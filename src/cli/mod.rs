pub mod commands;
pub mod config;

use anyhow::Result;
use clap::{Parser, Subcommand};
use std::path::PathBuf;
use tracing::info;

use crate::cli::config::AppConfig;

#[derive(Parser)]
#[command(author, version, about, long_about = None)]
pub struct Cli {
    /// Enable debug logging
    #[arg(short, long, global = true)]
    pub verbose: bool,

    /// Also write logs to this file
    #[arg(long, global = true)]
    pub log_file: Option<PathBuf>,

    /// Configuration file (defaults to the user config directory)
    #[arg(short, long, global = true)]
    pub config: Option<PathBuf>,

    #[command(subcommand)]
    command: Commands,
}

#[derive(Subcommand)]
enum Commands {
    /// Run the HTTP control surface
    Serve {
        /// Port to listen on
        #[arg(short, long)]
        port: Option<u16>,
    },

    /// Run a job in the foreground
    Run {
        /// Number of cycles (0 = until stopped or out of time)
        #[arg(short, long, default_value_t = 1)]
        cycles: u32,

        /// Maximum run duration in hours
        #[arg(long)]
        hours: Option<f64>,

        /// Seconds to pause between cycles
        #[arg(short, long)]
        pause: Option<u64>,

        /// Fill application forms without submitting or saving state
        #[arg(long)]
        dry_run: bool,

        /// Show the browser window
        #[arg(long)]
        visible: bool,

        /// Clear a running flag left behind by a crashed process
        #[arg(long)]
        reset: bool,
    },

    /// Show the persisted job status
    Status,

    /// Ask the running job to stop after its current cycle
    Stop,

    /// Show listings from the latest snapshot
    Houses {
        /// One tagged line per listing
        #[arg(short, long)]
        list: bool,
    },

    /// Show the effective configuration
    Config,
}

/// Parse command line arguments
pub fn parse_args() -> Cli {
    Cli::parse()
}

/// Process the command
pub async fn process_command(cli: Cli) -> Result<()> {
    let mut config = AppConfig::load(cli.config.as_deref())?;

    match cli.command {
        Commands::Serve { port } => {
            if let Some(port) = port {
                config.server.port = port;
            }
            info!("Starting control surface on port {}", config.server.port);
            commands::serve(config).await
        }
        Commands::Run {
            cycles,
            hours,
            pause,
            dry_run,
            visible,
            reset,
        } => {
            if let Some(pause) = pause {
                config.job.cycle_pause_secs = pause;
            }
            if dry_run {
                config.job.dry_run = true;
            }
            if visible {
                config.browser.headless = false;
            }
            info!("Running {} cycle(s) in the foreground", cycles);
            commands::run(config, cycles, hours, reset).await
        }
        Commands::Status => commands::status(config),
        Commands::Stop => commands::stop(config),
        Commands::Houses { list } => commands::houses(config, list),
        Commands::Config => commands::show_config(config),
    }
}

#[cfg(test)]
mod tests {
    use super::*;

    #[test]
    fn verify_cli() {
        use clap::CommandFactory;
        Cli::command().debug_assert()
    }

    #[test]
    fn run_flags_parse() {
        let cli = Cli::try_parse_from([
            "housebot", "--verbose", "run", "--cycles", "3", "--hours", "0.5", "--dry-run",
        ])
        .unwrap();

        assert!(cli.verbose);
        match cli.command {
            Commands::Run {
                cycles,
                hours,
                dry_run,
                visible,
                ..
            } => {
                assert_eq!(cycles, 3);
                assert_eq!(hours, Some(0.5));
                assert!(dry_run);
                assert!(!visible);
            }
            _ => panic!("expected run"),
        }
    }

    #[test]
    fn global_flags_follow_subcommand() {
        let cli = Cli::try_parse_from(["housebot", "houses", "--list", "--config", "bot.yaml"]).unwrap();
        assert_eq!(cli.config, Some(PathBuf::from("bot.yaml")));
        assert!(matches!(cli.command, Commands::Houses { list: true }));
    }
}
^^^^
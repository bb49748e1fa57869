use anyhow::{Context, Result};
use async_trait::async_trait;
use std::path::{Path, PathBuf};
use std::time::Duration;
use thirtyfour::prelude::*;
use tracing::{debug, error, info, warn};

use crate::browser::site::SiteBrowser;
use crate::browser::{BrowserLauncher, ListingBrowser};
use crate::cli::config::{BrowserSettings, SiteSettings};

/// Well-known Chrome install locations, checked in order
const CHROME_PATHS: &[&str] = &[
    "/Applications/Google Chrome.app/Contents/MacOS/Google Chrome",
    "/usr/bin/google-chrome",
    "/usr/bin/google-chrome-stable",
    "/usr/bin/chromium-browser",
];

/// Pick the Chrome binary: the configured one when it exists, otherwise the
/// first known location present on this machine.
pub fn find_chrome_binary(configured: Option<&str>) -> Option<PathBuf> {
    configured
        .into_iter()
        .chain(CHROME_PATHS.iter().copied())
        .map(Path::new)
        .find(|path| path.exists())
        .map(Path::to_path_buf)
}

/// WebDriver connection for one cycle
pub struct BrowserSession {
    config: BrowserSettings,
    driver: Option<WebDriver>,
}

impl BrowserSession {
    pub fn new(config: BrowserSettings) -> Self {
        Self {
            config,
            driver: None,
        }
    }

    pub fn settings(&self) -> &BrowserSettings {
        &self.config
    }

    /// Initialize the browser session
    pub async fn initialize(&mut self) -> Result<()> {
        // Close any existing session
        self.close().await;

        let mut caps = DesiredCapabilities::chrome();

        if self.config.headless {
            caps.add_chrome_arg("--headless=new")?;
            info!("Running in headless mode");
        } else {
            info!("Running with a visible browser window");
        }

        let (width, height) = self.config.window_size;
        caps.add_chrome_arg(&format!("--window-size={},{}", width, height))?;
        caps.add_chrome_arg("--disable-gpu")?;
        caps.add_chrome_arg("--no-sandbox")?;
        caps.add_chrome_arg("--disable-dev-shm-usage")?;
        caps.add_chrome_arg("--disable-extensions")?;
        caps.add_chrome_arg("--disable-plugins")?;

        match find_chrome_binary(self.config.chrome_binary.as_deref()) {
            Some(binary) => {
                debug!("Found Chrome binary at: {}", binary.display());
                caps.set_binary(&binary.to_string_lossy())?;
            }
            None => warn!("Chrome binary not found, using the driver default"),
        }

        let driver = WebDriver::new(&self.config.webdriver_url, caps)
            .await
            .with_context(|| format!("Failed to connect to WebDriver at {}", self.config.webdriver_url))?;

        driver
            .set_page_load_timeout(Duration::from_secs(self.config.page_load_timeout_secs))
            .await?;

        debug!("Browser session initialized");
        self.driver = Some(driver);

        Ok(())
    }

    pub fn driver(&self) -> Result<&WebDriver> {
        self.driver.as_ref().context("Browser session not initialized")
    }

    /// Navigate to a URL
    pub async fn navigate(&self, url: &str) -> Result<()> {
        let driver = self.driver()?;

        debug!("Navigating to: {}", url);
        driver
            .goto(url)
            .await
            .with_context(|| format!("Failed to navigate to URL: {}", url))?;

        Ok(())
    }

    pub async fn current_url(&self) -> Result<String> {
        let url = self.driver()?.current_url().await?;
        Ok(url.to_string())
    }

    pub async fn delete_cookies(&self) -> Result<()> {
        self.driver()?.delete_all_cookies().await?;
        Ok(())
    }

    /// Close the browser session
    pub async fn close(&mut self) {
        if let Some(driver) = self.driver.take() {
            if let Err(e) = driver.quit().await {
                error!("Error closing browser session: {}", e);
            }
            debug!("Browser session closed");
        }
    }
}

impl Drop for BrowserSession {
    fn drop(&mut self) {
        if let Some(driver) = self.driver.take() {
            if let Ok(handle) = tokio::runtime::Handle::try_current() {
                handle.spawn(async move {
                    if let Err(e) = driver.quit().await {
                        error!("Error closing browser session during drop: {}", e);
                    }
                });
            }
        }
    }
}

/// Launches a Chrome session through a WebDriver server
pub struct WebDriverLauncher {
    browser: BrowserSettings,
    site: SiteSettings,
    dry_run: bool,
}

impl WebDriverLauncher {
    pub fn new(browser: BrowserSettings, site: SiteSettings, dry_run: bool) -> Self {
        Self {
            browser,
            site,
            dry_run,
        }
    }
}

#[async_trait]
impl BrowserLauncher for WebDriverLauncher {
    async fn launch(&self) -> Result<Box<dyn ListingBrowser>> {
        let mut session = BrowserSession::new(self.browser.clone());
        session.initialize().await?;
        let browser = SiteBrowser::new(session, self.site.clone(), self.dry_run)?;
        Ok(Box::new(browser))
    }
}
^^^^
- [Instructions for the task]
How many lines in the entries include the string "bool"? Answer with the number alone.

- [Result of this task]
7